Wann die Idee zum Buch das erste Mal da war? Ich glaube es war im Sommer vergangenen Jahres, nach einer kreativen Schreibwerkstatt in der Schweiz, geboren aus Stille, Weite und tiefer Freude. Der Wunsch danach, Lebenswege aufzuzeichnen und sie zu etwas einzigartigem Neuen zusammenzufügen: Einem Buch, das inspiriert, Mut macht, begleitet, unterstützt. Ein Buch, das die Leserinnen und Leser teilhaben lässt an der Freude auf dem Herzensweg, gleichzeitig aber auch den Umgang mit Krisen, Ängsten und Zweifeln thematisiert. Ein Buch, das Lust darauf macht, den eigenen Herzensweg zu gehen.

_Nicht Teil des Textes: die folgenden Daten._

impl RegistryClient {
    /// Create a client for the registry at `base_url` with the default
    /// request timeout.
    pub fn new(base_url: impl AsRef<str>) -> RegistryResult<Self> {
        Self::with_timeout(base_url, DEFAULT_TIMEOUT)
    }

    /// Create a client with an explicit request timeout.
    pub fn with_timeout(base_url: impl AsRef<str>, timeout: Duration) -> RegistryResult<Self> {
        let base_url = Url::parse(base_url.as_ref())?;

        let http = Client::builder()
            .timeout(timeout)
            .user_agent(format!("muster-registry/{}", env!("CARGO_PKG_VERSION")))
            .build()
            .map_err(|e| {
                RegistryError::connection_error(format!("Failed to create HTTP client: {e}"))
            })?;

        Ok(Self {
            base_url,
            http,
            timeout,
        })
    }

    /// Create a client around a caller-supplied HTTP client.
    pub fn with_http_client(base_url: impl AsRef<str>, http: Client) -> RegistryResult<Self> {
        let base_url = Url::parse(base_url.as_ref())?;

        Ok(Self {
            base_url,
            http,
            timeout: DEFAULT_TIMEOUT,
        })
    }

    /// Get the base URL
    pub fn base_url(&self) -> &Url {
        &self.base_url
    }

    /// Build a URL for an endpoint
    fn endpoint(&self, path: &str) -> RegistryResult<Url> {
        self.base_url
            .join(path)
            .map_err(|e| RegistryError::unexpected_response(format!("Invalid endpoint path: {e}")))
    }

    /// Map a transport-level reqwest failure to a registry error.
    fn transport_error(&self, context: &str, err: reqwest::Error) -> RegistryError {
        if err.is_timeout() {
            RegistryError::Timeout {
                timeout_ms: self.timeout.as_millis() as u64,
            }
        } else {
            RegistryError::connection_error(format!("{context}: {err}"))
        }
    }

    /// Check the status and decode the body of a registry response.
    async fn parse_response<T: DeserializeOwned>(
        response: reqwest::Response,
        agent: Option<&str>,
    ) -> RegistryResult<T> {
        let status = response.status();
        if !status.is_success() {
            return Err(Self::handle_error_response(status, response, agent).await);
        }

        response.json().await.map_err(|e| {
            RegistryError::unexpected_response(format!("Failed to parse response body: {e}"))
        })
    }

    /// Map a non-2xx registry response to an error.
    async fn handle_error_response(
        status: StatusCode,
        response: reqwest::Response,
        agent: Option<&str>,
    ) -> RegistryError {
        let error_text = response.text().await.unwrap_or_default();

        match status {
            StatusCode::NOT_FOUND => RegistryError::agent_not_found(agent.unwrap_or("<unknown>")),
            StatusCode::BAD_REQUEST | StatusCode::UNPROCESSABLE_ENTITY => {
                RegistryError::invalid_registration(error_text)
            }
            StatusCode::INTERNAL_SERVER_ERROR => RegistryError::internal_error(error_text),
            _ => RegistryError::unexpected_response(format!("HTTP {status}: {error_text}")),
        }
    }

    // =========================================================================
    // Fallible core
    // =========================================================================

    /// Register an agent, surfacing any failure.
    pub async fn try_register(&self, request: RegisterRequest) -> RegistryResult<RegisterAck> {
        request.validate()?;
        let url = self.endpoint("/register")?;

        debug!(url = %url, agent = %request.name, "Registering agent");

        let response = self
            .http
            .post(url)
            .json(&request)
            .send()
            .await
            .map_err(|e| self.transport_error("Failed to register", e))?;

        Self::parse_response(response, Some(&request.name)).await
    }

    /// Unregister an agent by name, surfacing any failure.
    pub async fn try_unregister(&self, name: &str) -> RegistryResult<UnregisterAck> {
        let url = self.endpoint(&format!("/unregister/{name}"))?;

        debug!(url = %url, agent = %name, "Unregistering agent");

        let response = self
            .http
            .delete(url)
            .send()
            .await
            .map_err(|e| self.transport_error("Failed to unregister", e))?;

        Self::parse_response(response, Some(name)).await
    }

    /// Fetch a snapshot of all registered agents, surfacing any failure.
    pub async fn try_list(&self) -> RegistryResult<Vec<AgentInfo>> {
        let url = self.endpoint("/agents")?;

        let response = self
            .http
            .get(url)
            .send()
            .await
            .map_err(|e| self.transport_error("Failed to list agents", e))?;

        let list: AgentList = Self::parse_response(response, None).await?;
        Ok(list.agents)
    }

    /// Fetch one agent record, surfacing any failure.
    pub async fn try_get(&self, name: &str) -> RegistryResult<AgentInfo> {
        let url = self.endpoint(&format!("/agents/{name}"))?;

        let response = self
            .http
            .get(url)
            .send()
            .await
            .map_err(|e| self.transport_error("Failed to fetch agent", e))?;

        Self::parse_response(response, Some(name)).await
    }

    /// Fetch the registry health report, surfacing any failure.
    pub async fn try_health(&self) -> RegistryResult<HealthStatus> {
        let url = self.endpoint("/health")?;

        let response = self
            .http
            .get(url)
            .send()
            .await
            .map_err(|e| self.transport_error("Failed to check registry health", e))?;

        Self::parse_response(response, None).await
    }

    // =========================================================================
    // Best-effort surface
    // =========================================================================

    /// Register an agent with the registry.
    ///
    /// On success, returns a [`Registration`] lease that unregisters the
    /// agent when released or dropped. On any failure the error is logged
    /// and `None` is returned; the calling process is expected to carry on.
    pub async fn register(&self, request: RegisterRequest) -> Option<Registration> {
        let name = request.name.clone();
        match self.try_register(request).await {
            Ok(ack) => {
                info!(agent = %ack.agent, registry = %self.base_url, "Registered with agent registry");
                Some(Registration::new(self.clone(), ack.agent))
            }
            Err(err) => {
                warn!(agent = %name, error = %err, "Failed to register with agent registry");
                None
            }
        }
    }

    /// Unregister an agent by name.
    ///
    /// Safe to call whether or not the name was ever registered: a
    /// not-found from the registry is swallowed, and transport failures are
    /// only logged.
    pub async fn unregister(&self, name: &str) {
        match self.try_unregister(name).await {
            Ok(ack) => {
                info!(agent = %ack.agent, "Unregistered from agent registry");
            }
            Err(RegistryError::AgentNotFound { .. }) => {
                debug!(agent = %name, "Agent was not registered");
            }
            Err(err) => {
                warn!(agent = %name, error = %err, "Failed to unregister from agent registry");
            }
        }
    }

    /// Snapshot of all registered agents; empty if the registry is
    /// unreachable.
    pub async fn list_agents(&self) -> Vec<AgentInfo> {
        match self.try_list().await {
            Ok(agents) => agents,
            Err(err) => {
                warn!(error = %err, "Failed to list agents from registry");
                Vec::new()
            }
        }
    }

    /// URLs of every currently registered agent.
    ///
    /// Derived from [`list_agents`](Self::list_agents); a coordinator calls
    /// this once at startup to build its routing table.
    pub async fn get_agent_urls(&self) -> Vec<String> {
        self.list_agents()
            .await
            .into_iter()
            .map(|agent| agent.url)
            .collect()
    }

    /// Look up one agent; `None` if unknown or the registry is unreachable.
    pub async fn get_agent(&self, name: &str) -> Option<AgentInfo> {
        match self.try_get(name).await {
            Ok(info) => Some(info),
            Err(RegistryError::AgentNotFound { .. }) => None,
            Err(err) => {
                warn!(agent = %name, error = %err, "Failed to fetch agent from registry");
                None
            }
        }
    }

    /// Registry health report; `None` if the registry is unreachable.
    pub async fn health_check(&self) -> Option<HealthStatus> {
        match self.try_health().await {
            Ok(health) => Some(health),
            Err(err) => {
                warn!(error = %err, "Registry health check failed");
                None
            }
        }
    }

    // =========================================================================
    // Scoped registration
    // =========================================================================

    /// Run `fut` with a registration held for its whole duration.
    ///
    /// Registers best-effort (a failed registration does not stop `fut`
    /// from running), awaits `fut`, and releases the registration on every
    /// exit path: the release runs whether `fut` returns or panics, and a
    /// panic is resumed afterwards.
    pub async fn run_registered<F, T>(&self, request: RegisterRequest, fut: F) -> T
    where
        F: Future<Output = T>,
    {
        let registration = self.register(request).await;

        let result = AssertUnwindSafe(fut).catch_unwind().await;

        if let Some(registration) = registration {
            registration.release().await;
        }

        match result {
            Ok(value) => value,
            Err(panic) => std::panic::resume_unwind(panic),
        }
    }
}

Namen wurden gesammelt, wer könnte mit rein, wer fällt mir ein. Statt eines gemischten Frauen-Männer-Buches kristallisierte sich immer mehr ein Frauenbuch heraus. Ein Buch über Frauen, deren Wege von Mut und Leidenschaft geprägt sind, die aber dennoch bislang oft unsichtbar geblieben sind. Frauenwege, die alle ganz unterschiedlich und einzigartig und gleichzeitig doch verbindend sind.
Es sammelten sich Namen, Bereiche und Ideen. Ideen, wie das Buch aussehen könnte, welche Facetten es beinhalten sollte.
Dann die Verlagssuche. Über eine Onlinesuche stieß ich auf den Irdana-Verlag, sendete meine Ideen dorthin und: Es passte.
Nun sind wir hier, die E-Mails an die Frauen mit der Projektbeschreibung sind verschickt und ich bin gespannt, was sie rückmelden.





































Von Anando habe ich die Info über das Buch bekommen und möchte kurz mitteilen, dass ich die Idee wunderbar finde..
Es wird Zeit, dass immer mehr Frauen zu Wort kommen.